▶ [Work instructions]:
Only lines with the word "filename" belong in the answer; copy them from the records below.
Top of Data section
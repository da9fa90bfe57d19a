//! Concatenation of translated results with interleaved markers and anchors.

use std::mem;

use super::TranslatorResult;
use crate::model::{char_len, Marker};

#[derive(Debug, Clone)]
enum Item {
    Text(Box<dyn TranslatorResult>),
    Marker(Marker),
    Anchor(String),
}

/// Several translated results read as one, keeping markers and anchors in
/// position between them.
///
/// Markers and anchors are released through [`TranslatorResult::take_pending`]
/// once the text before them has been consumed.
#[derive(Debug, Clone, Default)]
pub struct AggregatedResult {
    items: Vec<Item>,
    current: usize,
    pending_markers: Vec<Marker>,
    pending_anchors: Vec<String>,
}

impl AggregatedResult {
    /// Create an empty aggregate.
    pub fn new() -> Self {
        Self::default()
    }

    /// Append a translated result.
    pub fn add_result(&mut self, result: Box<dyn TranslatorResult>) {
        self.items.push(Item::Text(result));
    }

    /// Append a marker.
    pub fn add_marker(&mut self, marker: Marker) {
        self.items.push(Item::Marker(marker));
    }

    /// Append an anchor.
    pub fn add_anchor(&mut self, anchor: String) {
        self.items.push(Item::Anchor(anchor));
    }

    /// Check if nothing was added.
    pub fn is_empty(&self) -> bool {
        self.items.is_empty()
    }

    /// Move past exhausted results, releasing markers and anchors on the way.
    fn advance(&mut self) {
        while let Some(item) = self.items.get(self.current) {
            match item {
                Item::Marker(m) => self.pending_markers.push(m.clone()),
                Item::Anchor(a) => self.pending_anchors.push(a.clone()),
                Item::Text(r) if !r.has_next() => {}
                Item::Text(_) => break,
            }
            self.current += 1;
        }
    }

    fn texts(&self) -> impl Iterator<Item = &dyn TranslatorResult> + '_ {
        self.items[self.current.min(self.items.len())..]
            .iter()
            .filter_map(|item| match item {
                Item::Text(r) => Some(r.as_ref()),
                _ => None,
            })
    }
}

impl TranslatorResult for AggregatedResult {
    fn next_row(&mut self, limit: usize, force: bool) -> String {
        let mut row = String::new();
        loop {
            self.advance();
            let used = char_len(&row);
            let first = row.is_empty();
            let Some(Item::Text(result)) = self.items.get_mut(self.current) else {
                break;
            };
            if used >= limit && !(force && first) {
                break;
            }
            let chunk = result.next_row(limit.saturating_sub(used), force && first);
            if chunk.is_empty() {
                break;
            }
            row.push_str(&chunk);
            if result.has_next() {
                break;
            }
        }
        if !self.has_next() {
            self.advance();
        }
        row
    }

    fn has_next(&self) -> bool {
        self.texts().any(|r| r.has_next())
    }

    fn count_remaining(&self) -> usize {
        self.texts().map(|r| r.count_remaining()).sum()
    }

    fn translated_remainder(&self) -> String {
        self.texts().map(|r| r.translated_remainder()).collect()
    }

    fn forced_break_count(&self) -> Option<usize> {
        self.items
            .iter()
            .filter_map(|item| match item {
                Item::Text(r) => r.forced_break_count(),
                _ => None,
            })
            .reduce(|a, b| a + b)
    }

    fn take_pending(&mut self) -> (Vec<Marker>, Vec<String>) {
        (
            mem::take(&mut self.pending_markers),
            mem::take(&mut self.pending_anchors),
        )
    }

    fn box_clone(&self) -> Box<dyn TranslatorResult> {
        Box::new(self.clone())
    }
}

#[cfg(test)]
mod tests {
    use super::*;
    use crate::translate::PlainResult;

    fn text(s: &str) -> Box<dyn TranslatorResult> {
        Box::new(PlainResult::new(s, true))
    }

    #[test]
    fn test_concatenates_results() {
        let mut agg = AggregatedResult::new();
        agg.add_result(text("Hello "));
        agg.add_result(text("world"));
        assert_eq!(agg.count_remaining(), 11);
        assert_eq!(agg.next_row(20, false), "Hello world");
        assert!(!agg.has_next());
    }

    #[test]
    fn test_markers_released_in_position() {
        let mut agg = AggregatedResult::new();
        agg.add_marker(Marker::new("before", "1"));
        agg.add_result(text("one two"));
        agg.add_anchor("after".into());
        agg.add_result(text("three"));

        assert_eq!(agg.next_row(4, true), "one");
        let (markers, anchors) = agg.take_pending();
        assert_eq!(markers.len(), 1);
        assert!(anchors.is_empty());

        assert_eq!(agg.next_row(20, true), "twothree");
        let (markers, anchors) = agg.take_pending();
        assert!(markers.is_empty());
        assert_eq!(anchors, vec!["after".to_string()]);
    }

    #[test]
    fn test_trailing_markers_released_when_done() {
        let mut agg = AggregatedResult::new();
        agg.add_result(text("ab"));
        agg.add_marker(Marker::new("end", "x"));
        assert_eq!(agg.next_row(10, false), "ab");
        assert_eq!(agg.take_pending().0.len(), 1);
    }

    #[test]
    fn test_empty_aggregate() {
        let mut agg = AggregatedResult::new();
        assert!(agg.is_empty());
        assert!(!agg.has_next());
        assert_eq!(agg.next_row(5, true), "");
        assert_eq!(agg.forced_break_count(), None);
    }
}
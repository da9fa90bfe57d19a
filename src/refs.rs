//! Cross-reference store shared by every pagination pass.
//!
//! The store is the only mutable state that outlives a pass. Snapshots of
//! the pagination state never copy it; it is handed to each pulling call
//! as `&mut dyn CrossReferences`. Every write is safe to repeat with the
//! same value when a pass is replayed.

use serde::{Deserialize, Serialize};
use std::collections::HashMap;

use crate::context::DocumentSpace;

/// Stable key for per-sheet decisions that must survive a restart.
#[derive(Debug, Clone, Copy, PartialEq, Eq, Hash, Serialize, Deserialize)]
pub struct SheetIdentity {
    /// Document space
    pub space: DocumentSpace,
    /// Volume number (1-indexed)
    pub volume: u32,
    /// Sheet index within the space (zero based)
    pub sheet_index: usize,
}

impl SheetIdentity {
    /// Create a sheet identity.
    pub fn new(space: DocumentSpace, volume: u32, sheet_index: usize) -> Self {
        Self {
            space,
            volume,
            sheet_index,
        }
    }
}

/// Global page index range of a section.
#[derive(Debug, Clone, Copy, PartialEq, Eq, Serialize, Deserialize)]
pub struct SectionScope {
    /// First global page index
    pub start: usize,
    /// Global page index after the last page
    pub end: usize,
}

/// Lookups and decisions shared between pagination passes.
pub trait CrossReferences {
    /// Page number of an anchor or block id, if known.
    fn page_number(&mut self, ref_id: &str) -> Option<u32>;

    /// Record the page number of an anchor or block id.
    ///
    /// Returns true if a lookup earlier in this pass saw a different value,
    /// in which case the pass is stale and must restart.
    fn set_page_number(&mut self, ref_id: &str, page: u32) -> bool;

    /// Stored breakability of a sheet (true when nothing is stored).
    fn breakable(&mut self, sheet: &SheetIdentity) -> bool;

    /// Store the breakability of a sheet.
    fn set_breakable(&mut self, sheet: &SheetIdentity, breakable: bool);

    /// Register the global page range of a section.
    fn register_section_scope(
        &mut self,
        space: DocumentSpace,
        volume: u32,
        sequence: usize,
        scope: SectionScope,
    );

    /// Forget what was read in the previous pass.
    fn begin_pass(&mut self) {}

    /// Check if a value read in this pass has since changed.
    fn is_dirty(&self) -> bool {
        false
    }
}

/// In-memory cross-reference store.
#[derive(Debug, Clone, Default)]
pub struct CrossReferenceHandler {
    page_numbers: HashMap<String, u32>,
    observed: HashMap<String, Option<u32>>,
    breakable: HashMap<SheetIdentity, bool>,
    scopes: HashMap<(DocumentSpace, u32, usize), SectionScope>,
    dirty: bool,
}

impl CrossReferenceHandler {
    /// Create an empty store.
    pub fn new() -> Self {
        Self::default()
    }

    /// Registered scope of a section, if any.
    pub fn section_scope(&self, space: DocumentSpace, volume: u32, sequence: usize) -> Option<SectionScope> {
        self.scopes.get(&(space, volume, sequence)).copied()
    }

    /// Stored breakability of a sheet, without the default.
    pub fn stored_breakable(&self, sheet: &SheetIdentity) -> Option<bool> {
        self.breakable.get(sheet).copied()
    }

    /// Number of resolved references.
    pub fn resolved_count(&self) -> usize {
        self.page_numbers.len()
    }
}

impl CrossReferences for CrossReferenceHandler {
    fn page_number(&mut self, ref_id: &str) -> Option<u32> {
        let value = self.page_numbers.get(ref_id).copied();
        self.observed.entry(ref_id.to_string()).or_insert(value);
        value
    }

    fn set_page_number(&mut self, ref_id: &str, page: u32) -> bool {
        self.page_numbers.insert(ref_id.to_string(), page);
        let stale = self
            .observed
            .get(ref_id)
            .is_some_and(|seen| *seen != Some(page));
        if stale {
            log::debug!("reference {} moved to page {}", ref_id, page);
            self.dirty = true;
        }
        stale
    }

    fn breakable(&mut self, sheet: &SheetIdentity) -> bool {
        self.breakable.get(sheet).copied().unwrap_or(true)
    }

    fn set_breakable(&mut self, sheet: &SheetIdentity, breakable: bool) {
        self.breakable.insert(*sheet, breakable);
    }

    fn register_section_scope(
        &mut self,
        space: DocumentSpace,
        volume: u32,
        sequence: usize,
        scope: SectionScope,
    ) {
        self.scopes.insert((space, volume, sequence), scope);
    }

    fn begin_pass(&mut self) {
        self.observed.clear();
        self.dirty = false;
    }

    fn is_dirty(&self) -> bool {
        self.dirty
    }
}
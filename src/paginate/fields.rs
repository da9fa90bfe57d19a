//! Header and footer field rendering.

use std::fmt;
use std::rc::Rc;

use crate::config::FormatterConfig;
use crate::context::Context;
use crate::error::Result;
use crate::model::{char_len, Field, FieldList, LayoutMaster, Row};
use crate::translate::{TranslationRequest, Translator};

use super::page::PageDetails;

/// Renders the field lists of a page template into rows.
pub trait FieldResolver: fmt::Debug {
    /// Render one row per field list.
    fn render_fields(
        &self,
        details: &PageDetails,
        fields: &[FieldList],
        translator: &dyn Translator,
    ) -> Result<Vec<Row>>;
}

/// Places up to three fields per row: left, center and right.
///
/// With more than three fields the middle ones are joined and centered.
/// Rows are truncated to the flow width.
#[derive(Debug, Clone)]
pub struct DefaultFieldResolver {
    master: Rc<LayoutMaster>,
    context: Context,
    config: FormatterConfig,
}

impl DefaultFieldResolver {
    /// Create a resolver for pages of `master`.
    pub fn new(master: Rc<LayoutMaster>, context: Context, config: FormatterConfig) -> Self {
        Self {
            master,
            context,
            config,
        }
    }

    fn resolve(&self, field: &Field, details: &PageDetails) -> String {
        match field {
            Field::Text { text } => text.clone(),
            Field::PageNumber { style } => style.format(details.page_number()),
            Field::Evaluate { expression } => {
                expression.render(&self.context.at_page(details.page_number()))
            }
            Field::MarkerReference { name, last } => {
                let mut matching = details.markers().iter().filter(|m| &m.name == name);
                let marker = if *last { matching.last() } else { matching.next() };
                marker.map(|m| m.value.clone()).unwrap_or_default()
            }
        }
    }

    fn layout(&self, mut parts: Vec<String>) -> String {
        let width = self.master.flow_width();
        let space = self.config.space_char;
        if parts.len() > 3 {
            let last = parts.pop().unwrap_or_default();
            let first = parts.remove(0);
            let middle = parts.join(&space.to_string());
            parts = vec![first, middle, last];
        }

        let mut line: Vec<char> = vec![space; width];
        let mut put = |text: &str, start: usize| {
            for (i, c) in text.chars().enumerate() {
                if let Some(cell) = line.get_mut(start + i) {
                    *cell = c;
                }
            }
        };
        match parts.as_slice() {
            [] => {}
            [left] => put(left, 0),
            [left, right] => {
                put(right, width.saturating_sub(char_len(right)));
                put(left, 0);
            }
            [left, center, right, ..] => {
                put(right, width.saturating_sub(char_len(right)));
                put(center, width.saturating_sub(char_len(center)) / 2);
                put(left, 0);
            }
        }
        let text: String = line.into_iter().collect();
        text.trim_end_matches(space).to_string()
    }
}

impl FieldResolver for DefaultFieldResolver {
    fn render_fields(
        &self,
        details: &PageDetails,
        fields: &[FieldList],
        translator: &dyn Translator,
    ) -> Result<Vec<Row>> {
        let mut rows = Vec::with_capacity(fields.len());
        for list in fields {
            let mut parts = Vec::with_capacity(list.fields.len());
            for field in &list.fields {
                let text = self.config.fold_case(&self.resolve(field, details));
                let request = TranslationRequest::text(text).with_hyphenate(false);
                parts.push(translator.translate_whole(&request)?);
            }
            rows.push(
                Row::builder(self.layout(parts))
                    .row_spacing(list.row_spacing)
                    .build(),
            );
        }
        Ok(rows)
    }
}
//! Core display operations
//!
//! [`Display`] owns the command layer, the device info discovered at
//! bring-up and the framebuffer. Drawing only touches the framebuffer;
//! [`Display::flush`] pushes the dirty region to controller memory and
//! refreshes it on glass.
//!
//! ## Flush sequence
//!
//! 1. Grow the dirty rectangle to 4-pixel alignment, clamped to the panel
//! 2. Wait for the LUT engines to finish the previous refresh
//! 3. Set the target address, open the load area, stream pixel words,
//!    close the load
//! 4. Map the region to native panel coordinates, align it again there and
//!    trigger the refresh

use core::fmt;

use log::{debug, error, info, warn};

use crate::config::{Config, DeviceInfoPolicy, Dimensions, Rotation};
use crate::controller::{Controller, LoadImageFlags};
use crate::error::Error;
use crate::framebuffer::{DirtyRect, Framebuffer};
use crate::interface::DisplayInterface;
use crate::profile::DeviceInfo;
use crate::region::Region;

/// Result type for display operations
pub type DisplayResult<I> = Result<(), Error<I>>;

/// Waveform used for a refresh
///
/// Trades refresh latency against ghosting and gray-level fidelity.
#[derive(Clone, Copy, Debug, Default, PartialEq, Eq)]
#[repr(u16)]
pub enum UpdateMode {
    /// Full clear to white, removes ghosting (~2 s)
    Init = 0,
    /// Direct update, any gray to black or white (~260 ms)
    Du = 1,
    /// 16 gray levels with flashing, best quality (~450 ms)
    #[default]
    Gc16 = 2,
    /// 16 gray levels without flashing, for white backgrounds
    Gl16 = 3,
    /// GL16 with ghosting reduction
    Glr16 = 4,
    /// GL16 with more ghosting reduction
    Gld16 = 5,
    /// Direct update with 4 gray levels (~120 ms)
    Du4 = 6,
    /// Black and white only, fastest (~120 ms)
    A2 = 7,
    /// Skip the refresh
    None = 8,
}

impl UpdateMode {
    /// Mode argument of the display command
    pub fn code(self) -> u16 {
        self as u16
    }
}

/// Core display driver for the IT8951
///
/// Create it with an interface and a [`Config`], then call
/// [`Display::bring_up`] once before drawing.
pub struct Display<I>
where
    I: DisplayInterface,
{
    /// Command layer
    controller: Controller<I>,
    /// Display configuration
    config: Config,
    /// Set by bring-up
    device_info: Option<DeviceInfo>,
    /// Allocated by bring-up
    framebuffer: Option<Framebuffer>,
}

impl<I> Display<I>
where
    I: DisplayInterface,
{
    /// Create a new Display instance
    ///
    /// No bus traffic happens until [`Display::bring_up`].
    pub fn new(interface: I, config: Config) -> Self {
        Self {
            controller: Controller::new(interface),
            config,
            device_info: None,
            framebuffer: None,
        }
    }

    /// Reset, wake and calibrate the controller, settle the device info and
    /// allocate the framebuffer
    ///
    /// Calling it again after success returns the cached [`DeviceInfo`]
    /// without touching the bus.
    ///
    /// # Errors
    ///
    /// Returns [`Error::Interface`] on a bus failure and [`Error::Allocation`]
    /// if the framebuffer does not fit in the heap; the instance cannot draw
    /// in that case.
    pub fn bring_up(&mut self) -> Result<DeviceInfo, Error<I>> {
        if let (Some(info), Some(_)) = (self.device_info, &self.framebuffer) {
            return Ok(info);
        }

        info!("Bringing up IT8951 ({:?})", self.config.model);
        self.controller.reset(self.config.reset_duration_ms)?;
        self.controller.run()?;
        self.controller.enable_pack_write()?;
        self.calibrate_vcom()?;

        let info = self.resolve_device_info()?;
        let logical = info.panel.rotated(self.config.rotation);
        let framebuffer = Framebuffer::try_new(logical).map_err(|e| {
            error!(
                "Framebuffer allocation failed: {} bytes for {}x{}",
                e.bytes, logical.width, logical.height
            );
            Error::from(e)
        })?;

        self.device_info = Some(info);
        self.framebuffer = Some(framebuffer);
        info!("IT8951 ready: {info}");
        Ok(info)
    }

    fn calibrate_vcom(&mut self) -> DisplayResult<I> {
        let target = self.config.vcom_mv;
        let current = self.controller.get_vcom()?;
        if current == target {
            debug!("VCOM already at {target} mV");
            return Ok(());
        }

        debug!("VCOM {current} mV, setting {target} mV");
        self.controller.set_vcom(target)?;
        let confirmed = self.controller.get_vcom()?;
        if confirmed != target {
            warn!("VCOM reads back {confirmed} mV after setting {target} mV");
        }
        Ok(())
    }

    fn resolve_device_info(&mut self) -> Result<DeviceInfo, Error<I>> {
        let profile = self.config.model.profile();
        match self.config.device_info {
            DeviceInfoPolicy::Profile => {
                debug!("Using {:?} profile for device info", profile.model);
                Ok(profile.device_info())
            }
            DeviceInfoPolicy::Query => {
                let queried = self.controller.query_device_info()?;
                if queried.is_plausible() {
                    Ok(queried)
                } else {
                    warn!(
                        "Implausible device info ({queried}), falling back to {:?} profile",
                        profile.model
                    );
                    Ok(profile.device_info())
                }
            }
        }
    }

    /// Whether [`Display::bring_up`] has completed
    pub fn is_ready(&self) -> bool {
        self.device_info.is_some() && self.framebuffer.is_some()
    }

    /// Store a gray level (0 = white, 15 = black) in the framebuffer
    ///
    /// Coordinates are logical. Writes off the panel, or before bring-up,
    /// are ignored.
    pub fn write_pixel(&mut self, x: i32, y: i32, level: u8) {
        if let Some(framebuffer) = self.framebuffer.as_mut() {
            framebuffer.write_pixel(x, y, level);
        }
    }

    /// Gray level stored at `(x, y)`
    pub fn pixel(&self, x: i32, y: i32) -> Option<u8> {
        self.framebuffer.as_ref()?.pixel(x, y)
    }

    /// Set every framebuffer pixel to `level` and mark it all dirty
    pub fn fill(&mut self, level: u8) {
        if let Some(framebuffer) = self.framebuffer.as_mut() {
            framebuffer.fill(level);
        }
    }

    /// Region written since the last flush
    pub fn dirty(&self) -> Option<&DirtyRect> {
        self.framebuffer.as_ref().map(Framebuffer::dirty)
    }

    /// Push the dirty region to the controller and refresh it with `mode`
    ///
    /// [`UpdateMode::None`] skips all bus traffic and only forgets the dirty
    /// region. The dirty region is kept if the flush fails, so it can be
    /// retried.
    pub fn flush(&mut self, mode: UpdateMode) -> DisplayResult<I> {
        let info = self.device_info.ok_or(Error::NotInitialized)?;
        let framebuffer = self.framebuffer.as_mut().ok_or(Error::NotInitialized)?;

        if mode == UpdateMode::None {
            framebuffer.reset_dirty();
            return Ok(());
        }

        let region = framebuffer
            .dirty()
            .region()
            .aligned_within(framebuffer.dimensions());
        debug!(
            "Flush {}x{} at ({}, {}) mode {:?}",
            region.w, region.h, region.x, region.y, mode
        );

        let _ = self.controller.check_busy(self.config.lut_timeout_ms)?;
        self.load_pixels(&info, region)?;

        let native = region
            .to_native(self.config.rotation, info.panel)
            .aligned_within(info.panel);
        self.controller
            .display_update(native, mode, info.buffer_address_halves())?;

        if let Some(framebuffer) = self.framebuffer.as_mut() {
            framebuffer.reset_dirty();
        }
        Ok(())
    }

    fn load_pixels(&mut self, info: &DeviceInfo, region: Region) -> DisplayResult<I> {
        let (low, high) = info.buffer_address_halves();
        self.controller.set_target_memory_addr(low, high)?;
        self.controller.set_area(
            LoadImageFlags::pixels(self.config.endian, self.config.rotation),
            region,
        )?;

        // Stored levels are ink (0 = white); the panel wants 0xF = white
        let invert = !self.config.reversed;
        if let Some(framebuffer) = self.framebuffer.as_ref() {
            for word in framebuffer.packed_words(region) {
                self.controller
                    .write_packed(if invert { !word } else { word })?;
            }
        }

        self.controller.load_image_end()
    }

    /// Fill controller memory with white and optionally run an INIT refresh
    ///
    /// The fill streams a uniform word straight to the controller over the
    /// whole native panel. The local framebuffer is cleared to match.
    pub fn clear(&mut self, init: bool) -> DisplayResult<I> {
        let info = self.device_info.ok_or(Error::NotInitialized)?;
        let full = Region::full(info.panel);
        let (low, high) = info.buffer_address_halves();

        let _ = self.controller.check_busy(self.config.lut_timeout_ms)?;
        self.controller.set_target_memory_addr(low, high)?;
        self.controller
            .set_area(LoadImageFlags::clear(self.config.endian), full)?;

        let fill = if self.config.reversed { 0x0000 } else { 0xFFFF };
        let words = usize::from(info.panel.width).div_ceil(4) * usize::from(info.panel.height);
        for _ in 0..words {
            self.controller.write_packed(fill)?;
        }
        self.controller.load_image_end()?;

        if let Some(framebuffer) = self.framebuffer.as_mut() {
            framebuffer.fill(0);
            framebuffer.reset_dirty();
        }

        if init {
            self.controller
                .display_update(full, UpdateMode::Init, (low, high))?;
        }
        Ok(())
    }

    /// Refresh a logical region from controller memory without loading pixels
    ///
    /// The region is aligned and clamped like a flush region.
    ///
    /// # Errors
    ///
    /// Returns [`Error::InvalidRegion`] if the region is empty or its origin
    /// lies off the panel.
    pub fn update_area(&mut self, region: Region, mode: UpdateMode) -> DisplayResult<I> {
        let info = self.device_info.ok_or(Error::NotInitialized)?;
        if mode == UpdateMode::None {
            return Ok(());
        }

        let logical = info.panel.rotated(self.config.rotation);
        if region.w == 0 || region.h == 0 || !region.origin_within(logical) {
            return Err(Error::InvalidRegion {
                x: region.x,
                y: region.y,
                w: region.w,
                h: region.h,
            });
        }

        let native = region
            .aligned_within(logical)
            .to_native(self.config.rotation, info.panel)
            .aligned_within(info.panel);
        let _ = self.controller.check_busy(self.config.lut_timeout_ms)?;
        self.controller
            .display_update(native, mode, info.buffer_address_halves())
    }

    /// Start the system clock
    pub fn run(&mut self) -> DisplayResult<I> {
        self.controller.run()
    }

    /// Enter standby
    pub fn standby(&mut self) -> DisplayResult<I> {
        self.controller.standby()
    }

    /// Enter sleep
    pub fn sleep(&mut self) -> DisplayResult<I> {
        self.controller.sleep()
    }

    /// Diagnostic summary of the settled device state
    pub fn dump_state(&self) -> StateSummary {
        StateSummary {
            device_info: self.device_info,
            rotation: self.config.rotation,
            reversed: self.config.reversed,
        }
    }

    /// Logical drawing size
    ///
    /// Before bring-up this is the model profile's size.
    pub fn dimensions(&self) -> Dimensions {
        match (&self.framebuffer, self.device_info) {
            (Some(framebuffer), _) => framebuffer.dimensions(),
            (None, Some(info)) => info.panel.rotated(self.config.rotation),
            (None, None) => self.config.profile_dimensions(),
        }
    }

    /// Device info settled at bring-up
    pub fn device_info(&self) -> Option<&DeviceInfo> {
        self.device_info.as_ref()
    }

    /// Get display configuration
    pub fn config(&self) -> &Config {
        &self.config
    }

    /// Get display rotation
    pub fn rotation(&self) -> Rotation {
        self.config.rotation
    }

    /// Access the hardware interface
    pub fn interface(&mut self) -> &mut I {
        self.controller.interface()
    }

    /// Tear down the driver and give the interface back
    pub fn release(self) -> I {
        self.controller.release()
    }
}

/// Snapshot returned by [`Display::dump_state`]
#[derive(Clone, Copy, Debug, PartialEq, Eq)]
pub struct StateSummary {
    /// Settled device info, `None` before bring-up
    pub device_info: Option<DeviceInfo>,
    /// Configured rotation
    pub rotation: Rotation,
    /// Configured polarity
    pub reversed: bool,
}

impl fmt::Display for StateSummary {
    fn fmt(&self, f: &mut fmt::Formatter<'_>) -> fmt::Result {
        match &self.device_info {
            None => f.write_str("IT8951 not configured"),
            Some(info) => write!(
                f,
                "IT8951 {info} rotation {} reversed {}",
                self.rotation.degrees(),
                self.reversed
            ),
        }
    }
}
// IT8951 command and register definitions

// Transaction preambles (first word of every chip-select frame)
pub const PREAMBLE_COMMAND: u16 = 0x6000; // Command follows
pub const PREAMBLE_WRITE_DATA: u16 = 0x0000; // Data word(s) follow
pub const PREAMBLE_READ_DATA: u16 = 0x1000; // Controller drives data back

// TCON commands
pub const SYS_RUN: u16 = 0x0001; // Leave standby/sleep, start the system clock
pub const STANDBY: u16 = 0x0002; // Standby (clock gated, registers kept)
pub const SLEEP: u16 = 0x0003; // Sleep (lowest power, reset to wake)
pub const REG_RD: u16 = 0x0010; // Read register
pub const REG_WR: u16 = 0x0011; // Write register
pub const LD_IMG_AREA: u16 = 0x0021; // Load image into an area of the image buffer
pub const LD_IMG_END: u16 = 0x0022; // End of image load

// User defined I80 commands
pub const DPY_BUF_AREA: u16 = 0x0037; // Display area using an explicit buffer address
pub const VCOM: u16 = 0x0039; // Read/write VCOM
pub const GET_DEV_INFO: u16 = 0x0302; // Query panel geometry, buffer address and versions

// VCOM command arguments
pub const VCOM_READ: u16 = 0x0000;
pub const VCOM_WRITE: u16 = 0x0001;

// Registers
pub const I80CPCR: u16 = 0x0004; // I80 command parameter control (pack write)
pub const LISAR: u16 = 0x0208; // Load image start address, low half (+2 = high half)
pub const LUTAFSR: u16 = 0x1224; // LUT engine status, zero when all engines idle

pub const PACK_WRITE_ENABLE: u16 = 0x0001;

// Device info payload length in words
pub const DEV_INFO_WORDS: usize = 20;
Bottom of Data section
▶ [Response]:
filename src/refs.rs
filename src/paginate/fields.rs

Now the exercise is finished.